On January 7, 1948, a military communiqué announced, Captain Thomas Mantel had lost his life while chasing an unidentified flying object. After an Air Force inquest the obituary’s cause of death was changed, it was now stated Mantel had lost his life due to pilot error. UFO-ologists disagree and claim the courageous fighter pilot was shot down by the flying saucer he pursued.

Mantel who is sometimes erroneously referred to as “Dutch” was a capable airman. The veteran pilot had over two thousand eight hundred hours of flight time. Mantel was awarded the Distinguished Flying Cross, for his exploits over Normandy during World War II.

On the day of his death, Mantel was in command of a group of four National Guard Mustang fighters. These piston-powered planes were being ferried from Georgia to Kentucky. That afternoon, civilians and military personnel saw a large white saucer with a red light on its hull hovering near Fort Knox, Kentucky. At 2:45 PM, Mantel and his echelon were vectored by radio to the vicinity of the cruising UFO, which was described as being one-fourth the size of the moon.

One of the squadron’s planes turned back due to problems with its oxygen tank. Near Fort Knox, Mantel sighted the UFO and ordered his two wingmen to land at the nearest base and be readied for combat. Mantel did not have “Hot Guns”, he was unarmed but continued to close on the climbing UFO.

Mantel described the spaceship as being two hundred and fifty feet to three hundred feet in diameter; his last message to the control tower is sensational and disputed. Mantel’s last words were, “My God, I can see people in the thing!” Then voices and radar contact was lost.

Around 5 PM, Mantel’s wrecked plane was found in a field near Franklin, Kentucky. The Air Force team investigating the crash came to a quick conclusion. At an altitude of twenty five thousand to thirty thousand feet, Mantel blacked out due to oxygen starvation. With the pilot unconscious, the fighter plane went into a death roll and crashed into the ground. The Air Force concluded there was no UFO; Mantel had been chasing a high altitude weather balloon or the planet Venus.

Glen Mays, who witnessed the event from the ground said, “Mantel’s Mustang seemed to come apart in the air as if it exploded.” Intentionally or unintentionally, the fighter plane was shot down.

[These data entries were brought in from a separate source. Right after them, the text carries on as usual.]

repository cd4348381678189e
//! Mail types for the feedback relay.

use std::fmt;

use lettre::message::header::ContentType;
use lettre::message::Mailbox;
use lettre::Message;

use crate::{RelayError, Result};

/// Terminal classification of one feedback submission.
#[derive(Debug, Clone, Copy, PartialEq, Eq, Hash)]
pub enum OutcomeStatus {
    /// The message was accepted by the mail server.
    Sent,
    /// The inbound submission was malformed.
    ValidationFailed,
    /// The mail server rejected the configured credential.
    AuthenticationFailed,
    /// Connecting, sending, or waiting on the mail server failed.
    TransportFailed,
}

/// Login credential for the outbound mail session.
#[derive(Clone)]
pub struct MailCredentials {
    /// User name.
    pub user: String,
    /// Secret.
    pub secret: String,
}

impl MailCredentials {
    /// Create a new credential pair.
    pub fn new(user: impl Into<String>, secret: impl Into<String>) -> Self {
        Self {
            user: user.into(),
            secret: secret.into(),
        }
    }
}

impl fmt::Debug for MailCredentials {
    fn fmt(&self, f: &mut fmt::Formatter<'_>) -> fmt::Result {
        f.debug_struct("MailCredentials")
            .field("user", &self.user)
            .field("secret", &"<redacted>")
            .finish()
    }
}

/// One outgoing feedback mail.
#[derive(Debug, Clone, PartialEq, Eq)]
pub struct MailEnvelope {
    /// Sender, optionally with a display name.
    pub from: Mailbox,
    /// Recipient.
    pub to: Mailbox,
    /// Subject line.
    pub subject: String,
    /// Plain-text body.
    pub body: String,
}

impl MailEnvelope {
    /// Build the RFC 5322 message for this envelope.
    pub fn to_message(&self) -> Result<Message> {
        Message::builder()
            .from(self.from.clone())
            .to(self.to.clone())
            .subject(self.subject.clone())
            .header(ContentType::TEXT_PLAIN)
            .body(self.body.clone())
            .map_err(|e| RelayError::Transport(format!("failed to build message: {e}")))
    }
}
//! Outbound mail session traits.
//!
//! A [`SessionConnector`] opens one [`MailSession`] per dispatch. The
//! dispatcher drives the session through authenticate, transmit, and close
//! in that order and never shares a session between requests.

use async_trait::async_trait;

use super::types::{MailCredentials, MailEnvelope};

/// Error raised by a session step.
///
/// The dispatcher classifies failures by step. Only login needs the finer
/// split carried by [`LoginError`].
pub type SessionError = Box<dyn std::error::Error + Send + Sync>;

/// Error raised while logging in.
#[derive(Debug, thiserror::Error)]
pub enum LoginError {
    /// The server answered the login with a permanent refusal.
    #[error("credentials rejected: {0}")]
    Rejected(SessionError),

    /// The login did not complete: I/O failure, malformed or incomplete
    /// reply, or a transient refusal.
    #[error("{0}")]
    Transport(SessionError),
}

/// Opens outbound mail sessions.
#[async_trait]
pub trait SessionConnector: Send + Sync {
    /// Establish a new session with the mail server.
    async fn connect(&self) -> Result<Box<dyn MailSession>, SessionError>;
}

/// A connected outbound mail session.
#[async_trait]
pub trait MailSession: Send {
    /// Log in with the given credential.
    async fn authenticate(&mut self, credentials: &MailCredentials) -> Result<(), LoginError>;

    /// Submit one envelope.
    async fn transmit(&mut self, envelope: &MailEnvelope) -> Result<(), SessionError>;

    /// End the session and release the connection.
    async fn close(&mut self) -> Result<(), SessionError>;
}
//! Test helpers for integration tests.
//!
//! Provides a scripted loopback SMTP server and configuration builders.

#![allow(dead_code)]

use std::net::SocketAddr;
use std::sync::{Arc, Mutex};

use base64::Engine;
use tokio::io::{AsyncBufReadExt, AsyncWriteExt, BufReader};
use tokio::net::{TcpListener, TcpStream};

use feedback_relay::Config;

/// User name the fake server accepts.
pub const SMTP_USER: &str = "relay";

/// Secret the fake server accepts.
pub const SMTP_PASSWORD: &str = "secret";

/// How the fake SMTP server answers.
#[derive(Debug, Clone, Copy, Default)]
pub struct Behavior {
    /// Reject every login attempt with 535.
    pub reject_login: bool,
    /// Reject the message after DATA with 554.
    pub reject_message: bool,
    /// Hang up after reading AUTH without replying.
    pub hang_up_on_login: bool,
}

/// What the fake SMTP server observed.
#[derive(Debug, Default, Clone)]
pub struct Recorded {
    /// Number of accepted TCP connections.
    pub connections: usize,
    /// Decoded `(user, password)` pairs from AUTH PLAIN.
    pub logins: Vec<(String, String)>,
    /// Number of DATA commands received.
    pub data_commands: usize,
    /// Raw message contents accepted or rejected after DATA.
    pub messages: Vec<String>,
    /// Number of QUIT commands received.
    pub quits: usize,
}

/// A scripted SMTP server listening on loopback.
pub struct FakeSmtpServer {
    addr: SocketAddr,
    recorded: Arc<Mutex<Recorded>>,
}

impl FakeSmtpServer {
    /// Start the server on a random port.
    pub async fn start(behavior: Behavior) -> Self {
        let listener = TcpListener::bind("127.0.0.1:0").await.unwrap();
        let addr = listener.local_addr().unwrap();
        let recorded = Arc::new(Mutex::new(Recorded::default()));

        let state = recorded.clone();
        tokio::spawn(async move {
            loop {
                let Ok((stream, _)) = listener.accept().await else {
                    break;
                };
                state.lock().unwrap().connections += 1;
                let state = state.clone();
                tokio::spawn(async move {
                    let _ = serve(stream, behavior, state).await;
                });
            }
        });

        Self { addr, recorded }
    }

    /// Port the server listens on.
    pub fn port(&self) -> u16 {
        self.addr.port()
    }

    /// Snapshot of everything observed so far.
    pub fn recorded(&self) -> Recorded {
        self.recorded.lock().unwrap().clone()
    }
}

async fn serve(
    stream: TcpStream,
    behavior: Behavior,
    state: Arc<Mutex<Recorded>>,
) -> std::io::Result<()> {
    let (reader, mut writer) = stream.into_split();
    let mut reader = BufReader::new(reader);
    let mut line = String::new();

    writer.write_all(b"220 localhost ESMTP fake\r\n").await?;

    loop {
        line.clear();
        if reader.read_line(&mut line).await? == 0 {
            return Ok(());
        }
        let command = line.trim_end().to_string();
        let upper = command.to_ascii_uppercase();

        if upper.starts_with("EHLO") || upper.starts_with("HELO") {
            writer
                .write_all(b"250-localhost\r\n250-AUTH PLAIN LOGIN\r\n250 8BITMIME\r\n")
                .await?;
        } else if upper.starts_with("AUTH PLAIN ") {
            let (user, password) = decode_plain(&command["AUTH PLAIN ".len()..]);
            let accepted =
                !behavior.reject_login && user == SMTP_USER && password == SMTP_PASSWORD;
            state.lock().unwrap().logins.push((user, password));
            if behavior.hang_up_on_login {
                return Ok(());
            }
            if accepted {
                writer
                    .write_all(b"235 2.7.0 Authentication successful\r\n")
                    .await?;
            } else {
                writer
                    .write_all(b"535 5.7.8 Authentication credentials invalid\r\n")
                    .await?;
            }
        } else if upper.starts_with("MAIL FROM") || upper.starts_with("RCPT TO") {
            writer.write_all(b"250 2.1.0 OK\r\n").await?;
        } else if upper == "DATA" {
            state.lock().unwrap().data_commands += 1;
            writer
                .write_all(b"354 End data with <CR><LF>.<CR><LF>\r\n")
                .await?;

            let mut content = String::new();
            loop {
                line.clear();
                if reader.read_line(&mut line).await? == 0 {
                    return Ok(());
                }
                if line == ".\r\n" {
                    break;
                }
                content.push_str(&line);
            }
            state.lock().unwrap().messages.push(content);

            if behavior.reject_message {
                writer.write_all(b"554 5.6.0 Message rejected\r\n").await?;
            } else {
                writer.write_all(b"250 2.0.0 Queued\r\n").await?;
            }
        } else if upper == "QUIT" {
            state.lock().unwrap().quits += 1;
            writer.write_all(b"221 2.0.0 Bye\r\n").await?;
            return Ok(());
        } else if upper == "NOOP" || upper == "RSET" {
            writer.write_all(b"250 2.0.0 OK\r\n").await?;
        } else {
            writer
                .write_all(b"502 5.5.2 Command not implemented\r\n")
                .await?;
        }
    }
}

fn decode_plain(encoded: &str) -> (String, String) {
    let decoded = base64::engine::general_purpose::STANDARD
        .decode(encoded.trim())
        .unwrap_or_default();
    let decoded = String::from_utf8_lossy(&decoded).into_owned();
    let mut parts = decoded.split('\0').skip(1);
    let user = parts.next().unwrap_or_default().to_string();
    let password = parts.next().unwrap_or_default().to_string();
    (user, password)
}

/// A loopback port with nothing listening on it.
pub async fn unused_port() -> u16 {
    let listener = TcpListener::bind("127.0.0.1:0").await.unwrap();
    let port = listener.local_addr().unwrap().port();
    drop(listener);
    port
}

/// Configuration pointing at a plaintext SMTP server on loopback.
pub fn test_config(smtp_port: u16) -> Config {
    let mut config = Config::default();
    config.server.host = "127.0.0.1".to_string();
    config.server.port = 0;
    config.smtp.host = "127.0.0.1".to_string();
    config.smtp.port = smtp_port;
    config.smtp.secure = false;
    config.smtp.user = SMTP_USER.to_string();
    config.smtp.password = SMTP_PASSWORD.to_string();
    config.smtp.timeout_secs = 5;
    config.message.sender_address = "relay@example.com".to_string();
    config.message.sender_name = Some("Feedback Bot".to_string());
    config.message.recipient_address = "dev@example.com".to_string();
    config.message.subject = "New feedback".to_string();
    config
}
//! Web API module for the feedback relay.
//!
//! Exposes `POST /feedback`, which validates the submission, hands it to
//! the mail dispatcher, and maps the outcome to a fixed HTTP response.

pub mod dto;
pub mod error;
pub mod handlers;
pub mod middleware;
pub mod router;
pub mod server;

pub use error::ApiError;
pub use router::create_router;
pub use server::WebServer;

The crash scene did not make sense; the Mustang was not borrowed into a smoking crater. Crippled planes nose into the ground due to the engine weight at the front of the craft. The Mustang’s wings and tail section were broken off, but the fighter’s plane‘s fuselage was intact.

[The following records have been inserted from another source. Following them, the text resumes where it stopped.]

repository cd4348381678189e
//! Feedback mail dispatcher.

use std::fmt;
use std::future::Future;
use std::sync::Arc;
use std::time::Duration;

use lettre::message::Mailbox;
use tracing::{debug, info, warn};

use crate::config::Config;
use crate::{RelayError, Result};

use super::session::{LoginError, MailSession, SessionConnector, SessionError};
use super::smtp::SmtpConnector;
use super::types::{MailCredentials, MailEnvelope};

/// Why a bounded session step did not complete.
enum StepFailure<E = SessionError> {
    TimedOut(Duration),
    Failed(E),
}

impl<E: fmt::Display> fmt::Display for StepFailure<E> {
    fn fmt(&self, f: &mut fmt::Formatter<'_>) -> fmt::Result {
        match self {
            StepFailure::TimedOut(limit) => write!(f, "timed out after {}s", limit.as_secs()),
            StepFailure::Failed(e) => write!(f, "{e}"),
        }
    }
}

async fn bounded<T, E, F>(limit: Duration, step: F) -> std::result::Result<T, StepFailure<E>>
where
    F: Future<Output = std::result::Result<T, E>>,
{
    match tokio::time::timeout(limit, step).await {
        Ok(Ok(value)) => Ok(value),
        Ok(Err(e)) => Err(StepFailure::Failed(e)),
        Err(_) => Err(StepFailure::TimedOut(limit)),
    }
}

/// Sends feedback messages to the configured recipient.
///
/// Every dispatch opens its own session, so concurrent dispatches never
/// share protocol state. The session is closed on every exit path once it
/// has been established.
pub struct Dispatcher {
    connector: Arc<dyn SessionConnector>,
    credentials: MailCredentials,
    from: Mailbox,
    to: Mailbox,
    subject: String,
    timeout: Duration,
}

impl Dispatcher {
    /// Create a dispatcher over an arbitrary session connector.
    ///
    /// # Errors
    ///
    /// Returns a configuration error if the sender or recipient address
    /// does not parse.
    pub fn new(config: &Config, connector: Arc<dyn SessionConnector>) -> Result<Self> {
        Ok(Self {
            connector,
            credentials: MailCredentials::new(&config.smtp.user, &config.smtp.password),
            from: config.message.sender_mailbox()?,
            to: config.message.recipient_mailbox()?,
            subject: config.message.subject.clone(),
            timeout: config.smtp.timeout(),
        })
    }

    /// Create a dispatcher that talks SMTP to the configured server.
    pub fn smtp(config: &Config) -> Result<Self> {
        let connector = SmtpConnector::new(&config.smtp);
        let endpoint = connector.endpoint();
        let dispatcher = Self::new(config, Arc::new(connector))?;
        info!(server = %endpoint, secure = config.smtp.secure, "Mailing instance ready");
        Ok(dispatcher)
    }

    /// Build the envelope for one message.
    pub fn envelope(&self, message: &str) -> MailEnvelope {
        MailEnvelope {
            from: self.from.clone(),
            to: self.to.clone(),
            subject: self.subject.clone(),
            body: message.to_string(),
        }
    }

    /// Send one feedback message.
    ///
    /// Connect, authenticate, transmit, and close run strictly in that
    /// order, each bounded by the configured timeout. Nothing is retried.
    ///
    /// # Errors
    ///
    /// - [`RelayError::Transport`] if the connection cannot be established,
    ///   any step times out, or the server rejects the message
    /// - [`RelayError::Authentication`] if the server permanently refuses the
    ///   credential
    pub async fn dispatch(&self, message: &str) -> Result<()> {
        let mut session = bounded(self.timeout, self.connector.connect())
            .await
            .map_err(|e| RelayError::Transport(format!("connection failed: {e}")))?;
        info!("Connection OK");

        let result = self.deliver(&mut *session, message).await;
        self.close(&mut *session).await;
        result
    }

    async fn deliver(&self, session: &mut dyn MailSession, message: &str) -> Result<()> {
        bounded(self.timeout, session.authenticate(&self.credentials))
            .await
            .map_err(|e| match e {
                StepFailure::TimedOut(_) => RelayError::Transport(format!("login {e}")),
                StepFailure::Failed(LoginError::Rejected(_)) => {
                    RelayError::Authentication(format!("login failed: {e}"))
                }
                StepFailure::Failed(LoginError::Transport(_)) => {
                    RelayError::Transport(format!("login failed: {e}"))
                }
            })?;
        info!(user = %self.credentials.user, "Login OK");

        let envelope = self.envelope(message);
        bounded(self.timeout, session.transmit(&envelope))
            .await
            .map_err(|e| RelayError::Transport(format!("send failed: {e}")))?;
        info!(to = %envelope.to, "Sending OK");

        Ok(())
    }

    async fn close(&self, session: &mut dyn MailSession) {
        match bounded(self.timeout, session.close()).await {
            Ok(()) => debug!("Connection closed OK"),
            Err(e) => warn!(error = %e, "Failed to close mail session cleanly"),
        }
    }
}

The plane had belly flopped onto the ground, the trees around the crash area were not sheered. One of the Mustang’s propeller blades was stuck into the ground, as if it had been driven into the Earth. Mantel’s corpse was found in the cockpit. The impact of the crash had impaled the control stick into Mantel’s chest; his watch had stopped at 3:18 PM. Some UFO-ologists deduce the UFO had tried to bring the crippled fighter plane to Earth, without injuring the pilot.

Thomas Mantel is buried in Louisville, Kentucky, at the Zachary Taylor National Cemetery. How could a proficient pilot who survived flak and Luftwaffe perils, be killed at altitude by misidentifying a weather balloon or the planet Venus? Is the military’s version of how and why Mantel died, pure fabrication? Would a 1948 fighter plane, not be equipped with oxygen for its pilot?

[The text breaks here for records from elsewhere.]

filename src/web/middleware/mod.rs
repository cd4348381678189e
//! Middleware for Web API.

pub mod cors;

pub use cors::create_cors_layer;
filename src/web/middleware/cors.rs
//! CORS middleware configuration.

use axum::http::header::{ACCEPT, CONTENT_TYPE};
use axum::http::{HeaderValue, Method};
use tower_http::cors::{Any, CorsLayer};

/// Create a CORS layer from configuration.
///
/// With no configured origins any origin may submit feedback.
pub fn create_cors_layer(origins: &[String]) -> CorsLayer {
    let methods = [Method::GET, Method::POST, Method::OPTIONS];

    let parsed_origins: Vec<HeaderValue> = origins.iter().filter_map(|o| o.parse().ok()).collect();

    if parsed_origins.is_empty() {
        CorsLayer::new()
            .allow_methods(methods)
            .allow_headers(Any)
            .allow_origin(Any)
    } else {
        CorsLayer::new()
            .allow_methods(methods)
            .allow_headers([CONTENT_TYPE, ACCEPT])
            .allow_origin(parsed_origins)
    }
}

Similar sightings of this UFO were reported on January 8, in Clinton, North Carolina, and on February 1, in Circleville, Ohio. I wonder what Mantel saw; it sure wasn’t a meteorological balloon.


Most UFO abductions are laughed off as imaginative yarns with no foundation of truth. This Michigan UFO-fighter jet encounter, is a mind bender, it is a verified true tale!

On the night of November 23, 1953, First Lieutenant Felix Eugene Moncla and Second Lieutenant Robert L. Wilson vanished in a snowstorm while in pursuit of a UFO. Moncla of Moreauville, Louisiana, and Wilson of Ponca City, Oklahoma, were scrambled to investigate a UFO over the Soo Locks no fly zone. The waterway is a strategic choke point. The locks enable cargo ships to enter into the lower Great Lakes from Lake Superior.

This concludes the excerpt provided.